Thinking of Painting Hardwood Floors?

Add a little pizzazz to a room in your home, put bit of your personality on display. Painting hardwood floors a vivid, interesting or natural color may be the way to go to add instant character.

While many homeowners like the warm appearance of natural or stained hardwood flooring, you can also brighten up a room by applying a color that coordinates with your décor. An older home with wood floors that are no longer to your taste could be rejuvenated with a coat of paint or a painted design to your chosen look.

Painting a hardwood floor isn’t that much different than applying stain and sealant – it may even be a little easier for most DIYers.
Ideas and Steps for Painting Hardwood Floors

Wood floors have been painted for many years and if you wonder where, look no further than the front porches of many old homes.

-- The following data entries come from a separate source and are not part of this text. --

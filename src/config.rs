//! Persistent CLI configuration.
//!
//! The configuration is a plain [`Config`] value. [`ConfigStore`] knows where
//! it lives on disk; commands receive the loaded value by reference and the
//! binary writes it back once they are done.

use serde::{Deserialize, Serialize};
use std::collections::BTreeMap;
use std::fs;
use std::io;
use std::path::{Path, PathBuf};
use tracing::debug;

use crate::registry::{self, Descriptor};

#[derive(Debug, thiserror::Error)]
pub enum ConfigError {
    #[error("{kind} context not found: '{name}'")]
    ContextNotFound { kind: &'static str, name: String },

    #[error("{kind} context already exists: '{name}'")]
    ContextExists { kind: &'static str, name: String },

    #[error("no {kind} context given and no current context set")]
    NoCurrentContext { kind: &'static str },

    #[error("cannot determine the user home directory")]
    NoHomeDir,

    #[error("cannot access configuration file '{}': {source}", path.display())]
    Io { path: PathBuf, source: io::Error },

    #[error("invalid configuration file '{}': {source}", path.display())]
    Json {
        path: PathBuf,
        source: serde_json::Error,
    },
}

pub type Result<T> = std::result::Result<T, ConfigError>;

/// A named entry of a [`ContextSet`].
pub trait NamedContext {
    /// Human readable kind, used in error messages
    const KIND: &'static str;

    fn name(&self) -> &str;
}

#[derive(Debug, Clone, Default, PartialEq, Serialize, Deserialize)]
#[serde(rename_all = "kebab-case", default)]
pub struct DockerComposeContext {
    pub name: String,
    pub description: String,
    /// Absolute path of the compose file
    pub file: PathBuf,
}

impl DockerComposeContext {
    /// Folder holding the compose file.
    pub fn dir(&self) -> &Path {
        self.file.parent().unwrap_or(Path::new("."))
    }
}

impl NamedContext for DockerComposeContext {
    const KIND: &'static str = "Docker compose";

    fn name(&self) -> &str {
        &self.name
    }
}

#[derive(Debug, Clone, Default, PartialEq, Serialize, Deserialize)]
#[serde(rename_all = "kebab-case", default)]
pub struct JenkinsContext {
    pub name: String,
    pub description: String,
    pub war: PathBuf,
    pub jenkins_home: PathBuf,
    pub java_home: PathBuf,
    /// Arguments passed to Jenkins itself
    pub options: Vec<String>,
    /// Arguments passed to the JVM
    pub jvm_options: Vec<String>,
}

impl NamedContext for JenkinsContext {
    const KIND: &'static str = "Jenkins";

    fn name(&self) -> &str {
        &self.name
    }
}

/// A list of named contexts with an optional current one.
///
/// An empty `current-context` means none is selected.
#[derive(Debug, Clone, PartialEq, Serialize, Deserialize)]
#[serde(rename_all = "kebab-case")]
pub struct ContextSet<C> {
    #[serde(default)]
    pub current_context: String,
    #[serde(default)]
    pub contexts: Vec<C>,
}

impl<C> Default for ContextSet<C> {
    fn default() -> Self {
        Self {
            current_context: String::new(),
            contexts: Vec::new(),
        }
    }
}

impl<C: NamedContext> ContextSet<C> {
    fn not_found(name: &str) -> ConfigError {
        ConfigError::ContextNotFound {
            kind: C::KIND,
            name: name.to_string(),
        }
    }

    pub fn current(&self) -> Option<&str> {
        (!self.current_context.is_empty()).then_some(self.current_context.as_str())
    }

    pub fn is_current(&self, name: &str) -> bool {
        self.current() == Some(name)
    }

    pub fn iter(&self) -> impl Iterator<Item = &C> {
        self.contexts.iter()
    }

    pub fn find(&self, name: &str) -> Result<&C> {
        self.contexts
            .iter()
            .find(|c| c.name() == name)
            .ok_or_else(|| Self::not_found(name))
    }

    pub fn add(&mut self, context: C) -> Result<()> {
        if self.contexts.iter().any(|c| c.name() == context.name()) {
            return Err(ConfigError::ContextExists {
                kind: C::KIND,
                name: context.name().to_string(),
            });
        }
        self.contexts.push(context);
        Ok(())
    }

    /// Remove a context, clearing the current selection if it pointed at it.
    pub fn remove(&mut self, name: &str) -> Result<C> {
        let index = self
            .contexts
            .iter()
            .position(|c| c.name() == name)
            .ok_or_else(|| Self::not_found(name))?;

        if self.is_current(name) {
            self.current_context.clear();
        }
        Ok(self.contexts.remove(index))
    }

    /// Replace the context carrying the same name.
    pub fn update(&mut self, context: C) -> Result<()> {
        let slot = self
            .contexts
            .iter_mut()
            .find(|c| c.name() == context.name())
            .ok_or_else(|| Self::not_found(context.name()))?;
        *slot = context;
        Ok(())
    }

    pub fn set_current(&mut self, name: &str) -> Result<()> {
        self.find(name)?;
        self.current_context = name.to_string();
        Ok(())
    }

    /// The context named `name`, or the current one when no name is given.
    pub fn resolve(&self, name: Option<&str>) -> Result<&C> {
        match name.or(self.current()) {
            Some(name) => self.find(name),
            None => Err(ConfigError::NoCurrentContext { kind: C::KIND }),
        }
    }
}

#[derive(Debug, Clone, Default, PartialEq, Serialize, Deserialize)]
#[serde(rename_all = "kebab-case")]
pub struct Jenkins {
    /// Absolute path of the downloaded `jenkins-cli.jar`
    #[serde(default)]
    pub cli: String,
    #[serde(flatten)]
    pub contexts: ContextSet<JenkinsContext>,
}

#[derive(Debug, Clone, Default, PartialEq, Serialize, Deserialize)]
#[serde(rename_all = "kebab-case", default)]
pub struct Config {
    pub docker_compose: ContextSet<DockerComposeContext>,
    pub jenkins: Jenkins,
    pub default_tools_version: BTreeMap<String, String>,
    pub projects_dir: PathBuf,
    pub servers_dir: PathBuf,
}

impl Config {
    /// Fill every unset value: tool versions from the registry, folders
    /// under `home`.
    pub fn fill_defaults(&mut self, home: &Path) {
        for tool in registry::TOOLS {
            self.default_tools_version
                .entry(tool.name.to_string())
                .or_insert_with(|| tool.default_version.to_string());
        }
        if self.projects_dir.as_os_str().is_empty() {
            self.projects_dir = home.join("Projects");
        }
        if self.servers_dir.as_os_str().is_empty() {
            self.servers_dir = home.join("Servers");
        }
    }

    /// Reset every tool version to the registry default.
    pub fn restore_default_tools_versions(&mut self) {
        for tool in registry::TOOLS {
            self.default_tools_version
                .insert(tool.name.to_string(), tool.default_version.to_string());
        }
    }

    /// Version to install when none is requested explicitly.
    pub fn tool_version<'a>(&'a self, tool: &'a Descriptor) -> &'a str {
        self.default_tools_version
            .get(tool.name)
            .map(String::as_str)
            .unwrap_or(tool.default_version)
    }
}

/// Location of the configuration file.
#[derive(Debug, Clone)]
pub struct ConfigStore {
    path: PathBuf,
    home: PathBuf,
}

impl ConfigStore {
    pub fn new(path: PathBuf, home: PathBuf) -> Self {
        Self { path, home }
    }

    /// Store at `path`, or at `~/.devcore/config.json` when none is given.
    pub fn locate(path: Option<PathBuf>) -> Result<Self> {
        let home = dirs::home_dir().ok_or(ConfigError::NoHomeDir)?;
        let path = path.unwrap_or_else(|| home.join(".devcore").join("config.json"));
        Ok(Self::new(path, home))
    }

    pub fn path(&self) -> &Path {
        &self.path
    }

    pub fn home(&self) -> &Path {
        &self.home
    }

    fn io_error(&self, source: io::Error) -> ConfigError {
        ConfigError::Io {
            path: self.path.clone(),
            source,
        }
    }

    /// Create the directory and an empty `{}` file when missing.
    fn ensure_exists(&self) -> Result<()> {
        if let Some(dir) = self.path.parent() {
            fs::create_dir_all(dir).map_err(|e| self.io_error(e))?;
        }
        if !self.path.exists() {
            debug!(path = %self.path.display(), "creating configuration file");
            fs::write(&self.path, "{}").map_err(|e| self.io_error(e))?;
        }
        Ok(())
    }

    pub fn load(&self) -> Result<Config> {
        self.ensure_exists()?;
        let text = fs::read_to_string(&self.path).map_err(|e| self.io_error(e))?;
        let mut config: Config =
            serde_json::from_str(&text).map_err(|source| ConfigError::Json {
                path: self.path.clone(),
                source,
            })?;
        config.fill_defaults(&self.home);
        debug!(path = %self.path.display(), "configuration loaded");
        Ok(config)
    }

    pub fn save(&self, config: &Config) -> Result<()> {
        self.ensure_exists()?;
        let text = serde_json::to_string_pretty(config).map_err(|source| ConfigError::Json {
            path: self.path.clone(),
            source,
        })?;
        fs::write(&self.path, text).map_err(|e| self.io_error(e))?;
        debug!(path = %self.path.display(), "configuration saved");
        Ok(())
    }
}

If paint can hold up to the challenges of inclement weather out there, it should have no problem providing years of durability inside your home.

Just like some front porches stand out from the rest of the block with a sharp, distinctive color, you can let your imagination run wild with your floor painting project. Choose a bright color to elevate your mood when using the room or try a checkerboard or border design to create some interesting contrasts – all you need is a little bit of painters tape and steady hand.

Painting your floor provides the opportunity to choose from a rainbow of colors that aren’t available with stains that normally just enhance the natural shades of the wood. Red, blue, pink, or purple can be perfect choices for children’s rooms, sun porches, or even a family room designed for fun.


There are a few tradeoffs though – if you change your mind down the road, paint can be a little tougher to remove during the refinishing process and many paints cover the natural grains of the wood.

Steps to Beautifully Painted Floors

Latex enamel porch and floor paint is often the best choice for painting hardwood floors.If your floors are very old, you may want to start with a coat of primer – check with your local paint store for their suggestions and then follow these steps:

  1. Sand the floor with a drum sander just as if you were preparing for stain. Use a hand sander to get around the baseboards and other tight spots.
  2. Vacuum all dust up and clean the floor with a mixture of bleach and water. Rinse with detergent and water and allow to completely dry.
  3. Patch any imperfections or cracked boards as needed with wood filler and spot sand. Severely damaged boards should be replaced.
  4. Cut in the paint using a brush around baseboards and a roller can make quick work of the main body of the floor.
    Choose your starting point carefully so you don’t paint yourself into a corner – it’ll be a long wait for it to dry!
  5. Apply the paint in thin coats – two or even three thin coats are better than one heavy coat that may take forever to dry.
    Allow 24 hours or longer between coats so the paint is completely dry before beginning to paint again. High humidity isn’t a good thing when trying to dry paint – don’t start the project on a rainy day.
  6. Depending on the paint used and how much traffic goes across the floor, you may want to apply a sealant such as polyurethane over the paint as a protection that can keep the floor looking new. A water based sealant should be used if the floor was painted with latex paint.


Always make sure you have plenty of ventilation in the room during the sanding and painting phases of the project as the dust and fumes can be hazardous.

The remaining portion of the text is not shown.